---------- DATA TO PROCESS ----------

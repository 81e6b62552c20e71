// Benchmark Harness
// Times repeated key generation, encryption and decryption calls

use std::fmt;
use std::hint::black_box;
use std::time::Duration;

use log::{info, warn};

use super::clock::{Clock, MonotonicClock};
use crate::rsa::bigint::{bit_length, from_u64};
use crate::rsa::encrypt::{encrypt, encrypt_value};
use crate::rsa::decrypt::decrypt;
use crate::rsa::keygen::{generate_keypair_with, KeyGenConfig, PrivateKey, PublicKey};
use crate::rsa::message::EncryptedMessage;

/// Iterations used when the caller does not choose
pub const DEFAULT_ITERATIONS: u32 = 10;

/// Plaintext value encrypted by the key comparison; fits the smallest modulus (2 * 3)
pub const DEFAULT_SAMPLE_VALUE: u64 = 2;

/// Aggregated timings of one measurement, immutable once produced
#[derive(Debug, Clone, Copy, PartialEq, Eq)]
pub struct BenchmarkResult {
    average_time: Duration,
    min_time: Duration,
    max_time: Duration,
    total_time: Duration,
    iterations: u32,
    contextual_size: u64,
}

impl BenchmarkResult {
    /// Aggregate per-call samples; returns None when there are none
    pub fn from_samples(samples: &[Duration], contextual_size: u64) -> Option<Self> {
        let min_time = samples.iter().min().copied()?;
        let max_time = samples.iter().max().copied()?;
        let total_time: Duration = samples.iter().sum();
        let iterations = u32::try_from(samples.len()).ok()?;

        Some(Self {
            average_time: total_time / iterations,
            min_time,
            max_time,
            total_time,
            iterations,
            contextual_size,
        })
    }

    pub fn average_time(&self) -> Duration {
        self.average_time
    }

    pub fn min_time(&self) -> Duration {
        self.min_time
    }

    pub fn max_time(&self) -> Duration {
        self.max_time
    }

    pub fn total_time(&self) -> Duration {
        self.total_time
    }

    pub fn iterations(&self) -> u32 {
        self.iterations
    }

    /// Modulus bits for key generation, characters for encryption, values for decryption
    pub fn contextual_size(&self) -> u64 {
        self.contextual_size
    }
}

/// Either measured timings or the reason measuring was impossible
#[derive(Debug, Clone, PartialEq, Eq)]
pub enum BenchmarkOutcome {
    Measured(BenchmarkResult),
    Failed { error: String },
}

impl BenchmarkOutcome {
    pub fn result(&self) -> Option<&BenchmarkResult> {
        match self {
            BenchmarkOutcome::Measured(result) => Some(result),
            BenchmarkOutcome::Failed { .. } => None,
        }
    }

    pub fn error(&self) -> Option<&str> {
        match self {
            BenchmarkOutcome::Measured(_) => None,
            BenchmarkOutcome::Failed { error } => Some(error),
        }
    }

    pub fn is_measured(&self) -> bool {
        matches!(self, BenchmarkOutcome::Measured(_))
    }
}

/// A (p, q) candidate for key comparison
#[derive(Debug, Clone, Copy, PartialEq, Eq)]
pub struct KeySize {
    pub p: u64,
    pub q: u64,
}

impl KeySize {
    pub fn new(p: u64, q: u64) -> Self {
        Self { p, q }
    }
}

impl fmt::Display for KeySize {
    fn fmt(&self, f: &mut fmt::Formatter<'_>) -> fmt::Result {
        write!(f, "p={}, q={}", self.p, self.q)
    }
}

/// Timings of one successful comparison entry
#[derive(Debug, Clone, PartialEq, Eq)]
pub struct KeyComparison {
    pub modulus_bits: u64,
    pub key_generation: BenchmarkResult,
    pub encryption: BenchmarkResult,
}

/// Per-entry outcome of a key comparison, failures stay local to the entry
#[derive(Debug, Clone, PartialEq, Eq)]
pub struct ComparisonEntry {
    pub size: KeySize,
    pub outcome: Result<KeyComparison, String>,
}

impl ComparisonEntry {
    pub fn error(&self) -> Option<&str> {
        self.outcome.as_ref().err().map(String::as_str)
    }
}

/// Configuration for the benchmark harness
#[derive(Clone, Debug, PartialEq, Eq)]
pub struct BenchConfig {
    pub iterations: u32,
    pub sample_value: u64,
    pub keygen: KeyGenConfig,
}

impl Default for BenchConfig {
    fn default() -> Self {
        Self {
            iterations: DEFAULT_ITERATIONS,
            sample_value: DEFAULT_SAMPLE_VALUE,
            keygen: KeyGenConfig::default(),
        }
    }
}

impl BenchConfig {
    pub fn with_iterations(mut self, iterations: u32) -> Self {
        self.iterations = iterations;
        self
    }

    pub fn with_sample_value(mut self, value: u64) -> Self {
        self.sample_value = value;
        self
    }

    pub fn with_keygen(mut self, keygen: KeyGenConfig) -> Self {
        self.keygen = keygen;
        self
    }
}

/// Runs measurements sequentially against an injected clock
pub struct Benchmark<C: Clock = MonotonicClock> {
    clock: C,
    config: BenchConfig,
}

impl Benchmark<MonotonicClock> {
    pub fn new(config: BenchConfig) -> Self {
        Self::with_clock(MonotonicClock::new(), config)
    }
}

impl Default for Benchmark<MonotonicClock> {
    fn default() -> Self {
        Self::new(BenchConfig::default())
    }
}

impl<C: Clock> Benchmark<C> {
    pub fn with_clock(clock: C, config: BenchConfig) -> Self {
        Self { clock, config }
    }

    pub fn config(&self) -> &BenchConfig {
        &self.config
    }

    /// Time `op` once per iteration; the first failure aborts and is captured
    fn measure<T, E, F>(&self, label: &str, iterations: u32, contextual_size: u64, mut op: F) -> BenchmarkOutcome
    where
        E: fmt::Display,
        F: FnMut() -> Result<T, E>,
    {
        let iterations = iterations.max(1);
        let mut samples = Vec::with_capacity(iterations as usize);

        for _ in 0..iterations {
            let start = self.clock.now();
            let outcome = black_box(op());
            let elapsed = self.clock.now().saturating_sub(start);

            if let Err(e) = outcome {
                warn!("{} benchmark failed: {}", label, e);
                return BenchmarkOutcome::Failed {
                    error: e.to_string(),
                };
            }
            samples.push(elapsed);
        }

        match BenchmarkResult::from_samples(&samples, contextual_size) {
            Some(result) => {
                info!(
                    "{}: {} iterations, avg {:?}, min {:?}, max {:?}",
                    label,
                    result.iterations(),
                    result.average_time(),
                    result.min_time(),
                    result.max_time()
                );
                BenchmarkOutcome::Measured(result)
            }
            None => BenchmarkOutcome::Failed {
                error: format!("{} produced no samples", label),
            },
        }
    }

    /// Time key generation for (p, q)
    pub fn measure_key_generation(&self, p: u64, q: u64, iterations: u32) -> BenchmarkOutcome {
        let modulus_bits = bit_length(&(from_u64(p) * from_u64(q)));
        self.measure("key generation", iterations, modulus_bits, || {
            generate_keypair_with(p, q, &self.config.keygen)
        })
    }

    /// Time encryption of `message`
    pub fn measure_encryption(&self, message: &str, public_key: &PublicKey, iterations: u32) -> BenchmarkOutcome {
        let characters = message.chars().count() as u64;
        self.measure("encryption", iterations, characters, || encrypt(message, public_key))
    }

    /// Time decryption of `encrypted`
    pub fn measure_decryption(
        &self,
        encrypted: &EncryptedMessage,
        private_key: &PrivateKey,
        iterations: u32,
    ) -> BenchmarkOutcome {
        let values = encrypted.len() as u64;
        self.measure("decryption", iterations, values, || decrypt(encrypted, private_key))
    }

    /// Key generation plus a fixed sample encryption for every size
    ///
    /// A failing entry records its error and the remaining sizes are still
    /// measured.
    pub fn compare_key_performance(&self, sizes: &[KeySize]) -> Vec<ComparisonEntry> {
        sizes
            .iter()
            .map(|&size| ComparisonEntry {
                size,
                outcome: self.compare_one(size),
            })
            .collect()
    }

    fn compare_one(&self, size: KeySize) -> Result<KeyComparison, String> {
        let iterations = self.config.iterations;

        let keypair = generate_keypair_with(size.p, size.q, &self.config.keygen).map_err(|e| {
            warn!("skipping {}: {}", size, e);
            e.to_string()
        })?;

        let sample = from_u64(self.config.sample_value);
        if sample >= keypair.public_key.n {
            let error = format!(
                "sample value {} is too large for modulus {}",
                self.config.sample_value, keypair.public_key.n
            );
            warn!("skipping {}: {}", size, error);
            return Err(error);
        }

        let key_generation = into_result(self.measure_key_generation(size.p, size.q, iterations))?;
        let encryption = into_result(self.measure("sample encryption", iterations, 1, || {
            Ok::<_, std::convert::Infallible>(encrypt_value(&sample, &keypair.public_key))
        }))?;

        Ok(KeyComparison {
            modulus_bits: keypair.bit_length(),
            key_generation,
            encryption,
        })
    }
}

fn into_result(outcome: BenchmarkOutcome) -> Result<BenchmarkResult, String> {
    match outcome {
        BenchmarkOutcome::Measured(result) => Ok(result),
        BenchmarkOutcome::Failed { error } => Err(error),
    }
}

#[cfg(test)]
mod tests {
    use super::*;
    use crate::bench::clock::testing::ScriptedClock;
    use crate::rsa::keygen::generate_keypair;

    fn ms(value: u64) -> Duration {
        Duration::from_millis(value)
    }

    #[test]
    fn test_from_samples() {
        let result = BenchmarkResult::from_samples(&[ms(4), ms(2), ms(6)], 5).unwrap();
        assert_eq!(result.min_time(), ms(2));
        assert_eq!(result.max_time(), ms(6));
        assert_eq!(result.total_time(), ms(12));
        assert_eq!(result.average_time(), ms(4));
        assert_eq!(result.iterations(), 3);
        assert_eq!(result.contextual_size(), 5);

        assert!(BenchmarkResult::from_samples(&[], 0).is_none());
    }

    #[test]
    fn test_measure_encryption_aggregates() {
        let samples = [3, 9, 5, 7];
        let bench = Benchmark::with_clock(ScriptedClock::with_samples(&samples), BenchConfig::default());
        let keypair = generate_keypair(61, 53).unwrap();

        let outcome = bench.measure_encryption("Hello", &keypair.public_key, 4);
        let result = outcome.result().unwrap();

        assert_eq!(result.iterations(), 4);
        assert_eq!(result.contextual_size(), 5);
        assert_eq!(result.min_time(), ms(3));
        assert_eq!(result.max_time(), ms(9));
        assert_eq!(result.total_time(), ms(24));
        assert_eq!(result.average_time(), ms(6));
        assert!(result.min_time() <= result.average_time());
        assert!(result.average_time() <= result.max_time());
    }

    #[test]
    fn test_zero_iterations_clamped_to_one() {
        let bench = Benchmark::with_clock(ScriptedClock::with_samples(&[8]), BenchConfig::default());
        let outcome = bench.measure_key_generation(61, 53, 0);
        let result = outcome.result().unwrap();

        assert_eq!(result.iterations(), 1);
        assert_eq!(result.total_time(), ms(8));
        assert_eq!(result.contextual_size(), 12);
    }

    #[test]
    fn test_failures_are_captured() {
        let bench = Benchmark::default();

        let outcome = bench.measure_key_generation(4, 7, 3);
        assert!(!outcome.is_measured());
        assert_eq!(outcome.error(), Some("4 is not a prime number"));

        let small = generate_keypair(5, 7).unwrap();
        let outcome = bench.measure_encryption("A", &small.public_key, 3);
        assert!(outcome.error().unwrap().contains("too large"));

        let outcome = bench.measure_encryption("", &small.public_key, 3);
        assert_eq!(outcome.error(), Some("message is empty"));

        let bad_key = PrivateKey::new(35, 0);
        let outcome = bench.measure_decryption(&EncryptedMessage::from(vec![1u64]), &bad_key, 3);
        assert!(outcome.error().unwrap().contains("invalid private key"));
    }

    #[test]
    fn test_measure_decryption() {
        let bench = Benchmark::new(BenchConfig::default());
        let keypair = generate_keypair(61, 53).unwrap();
        let encrypted = encrypt("bench", &keypair.public_key).unwrap();

        let outcome = bench.measure_decryption(&encrypted, &keypair.private_key, DEFAULT_ITERATIONS);
        let result = outcome.result().unwrap();
        assert_eq!(result.iterations(), DEFAULT_ITERATIONS);
        assert_eq!(result.contextual_size(), 5);
        assert!(result.min_time() <= result.max_time());
    }

    #[test]
    fn test_compare_isolates_failures() {
        let bench = Benchmark::new(BenchConfig::default().with_iterations(3));
        let entries = bench.compare_key_performance(&[KeySize::new(4, 7), KeySize::new(5, 7)]);

        assert_eq!(entries.len(), 2);
        assert_eq!(entries[0].error(), Some("4 is not a prime number"));

        let second = entries[1].outcome.as_ref().unwrap();
        assert_eq!(second.modulus_bits, 6);
        assert_eq!(second.key_generation.iterations(), 3);
        assert_eq!(second.encryption.iterations(), 3);
        assert_eq!(second.encryption.contextual_size(), 1);
    }

    #[test]
    fn test_compare_rejects_oversized_sample() {
        let bench = Benchmark::new(BenchConfig::default().with_sample_value(100).with_iterations(1));
        let entries = bench.compare_key_performance(&[KeySize::new(5, 7), KeySize::new(61, 53)]);

        assert!(entries[0].error().unwrap().contains("too large"));
        assert!(entries[1].outcome.is_ok());
    }
}
// Encrypted Message
// Ordered ciphertext values and their JSON array exchange format

use std::fmt;

use serde_json::Value;

use super::bigint::{from_u64, RsaBigInt};
use super::error::{DecryptError, MessageError};

/// One ciphertext value per source character, in encryption order
#[derive(Debug, Clone, Default, PartialEq, Eq)]
pub struct EncryptedMessage {
    values: Vec<RsaBigInt>,
}

impl EncryptedMessage {
    pub fn new(values: Vec<RsaBigInt>) -> Self {
        Self { values }
    }

    pub fn values(&self) -> &[RsaBigInt] {
        &self.values
    }

    pub fn into_values(self) -> Vec<RsaBigInt> {
        self.values
    }

    pub fn len(&self) -> usize {
        self.values.len()
    }

    pub fn is_empty(&self) -> bool {
        self.values.is_empty()
    }

    /// Render as a compact JSON array, e.g. `[855,123]`
    pub fn to_json(&self) -> String {
        let body: Vec<String> = self.values.iter().map(|v| v.to_str_radix(10)).collect();
        format!("[{}]", body.join(","))
    }

    /// Parse a JSON array of non-negative integers
    ///
    /// Anything that is not a syntactically valid array of numbers is a
    /// parse error; numbers that are negative or fractional are rejected as
    /// invalid ciphertext.
    pub fn from_json(text: &str) -> Result<Self, MessageError> {
        let parsed: Value =
            serde_json::from_str(text.trim()).map_err(|e| MessageError::Parse(e.to_string()))?;

        let items = match parsed {
            Value::Array(items) => items,
            other => {
                return Err(MessageError::Parse(format!(
                    "expected a JSON array, got {}",
                    json_kind(&other)
                )))
            }
        };

        let mut values = Vec::with_capacity(items.len());
        for (index, item) in items.iter().enumerate() {
            let number = match item {
                Value::Number(number) => number,
                other => {
                    return Err(MessageError::Parse(format!(
                        "element {} is {}, not a number",
                        index,
                        json_kind(other)
                    )))
                }
            };
            values.push(parse_ciphertext_value(index, &number.to_string())?);
        }

        Ok(Self { values })
    }
}

// Number text is kept verbatim by serde_json's arbitrary_precision feature
fn parse_ciphertext_value(index: usize, text: &str) -> Result<RsaBigInt, DecryptError> {
    if text.is_empty() || !text.bytes().all(|b| b.is_ascii_digit()) {
        return Err(DecryptError::InvalidCiphertext(format!(
            "element {} ({}) is not a non-negative integer",
            index, text
        )));
    }

    RsaBigInt::parse_bytes(text.as_bytes(), 10).ok_or_else(|| {
        DecryptError::InvalidCiphertext(format!("element {} ({}) is not an integer", index, text))
    })
}

fn json_kind(value: &Value) -> &'static str {
    match value {
        Value::Null => "null",
        Value::Bool(_) => "a boolean",
        Value::Number(_) => "a number",
        Value::String(_) => "a string",
        Value::Array(_) => "an array",
        Value::Object(_) => "an object",
    }
}

impl fmt::Display for EncryptedMessage {
    fn fmt(&self, f: &mut fmt::Formatter<'_>) -> fmt::Result {
        f.write_str(&self.to_json())
    }
}

impl From<Vec<RsaBigInt>> for EncryptedMessage {
    fn from(values: Vec<RsaBigInt>) -> Self {
        Self::new(values)
    }
}

impl From<Vec<u64>> for EncryptedMessage {
    fn from(values: Vec<u64>) -> Self {
        Self::new(values.into_iter().map(from_u64).collect())
    }
}

impl FromIterator<RsaBigInt> for EncryptedMessage {
    fn from_iter<I: IntoIterator<Item = RsaBigInt>>(iter: I) -> Self {
        Self::new(iter.into_iter().collect())
    }
}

----------

## WHAT TO DO
What is needed is every line from the start of the entries through the line containing "use crate::rsa::message::EncryptedMessage;", returned word for word and nothing else.

## RESPONSE AREA
repository 81e6b62552c20e71
// Benchmark Harness
// Times repeated key generation, encryption and decryption calls

use std::fmt;
use std::hint::black_box;
use std::time::Duration;

use log::{info, warn};

use super::clock::{Clock, MonotonicClock};
use crate::rsa::bigint::{bit_length, from_u64};
use crate::rsa::encrypt::{encrypt, encrypt_value};
use crate::rsa::decrypt::decrypt;
use crate::rsa::keygen::{generate_keypair_with, KeyGenConfig, PrivateKey, PublicKey};
use crate::rsa::message::EncryptedMessage;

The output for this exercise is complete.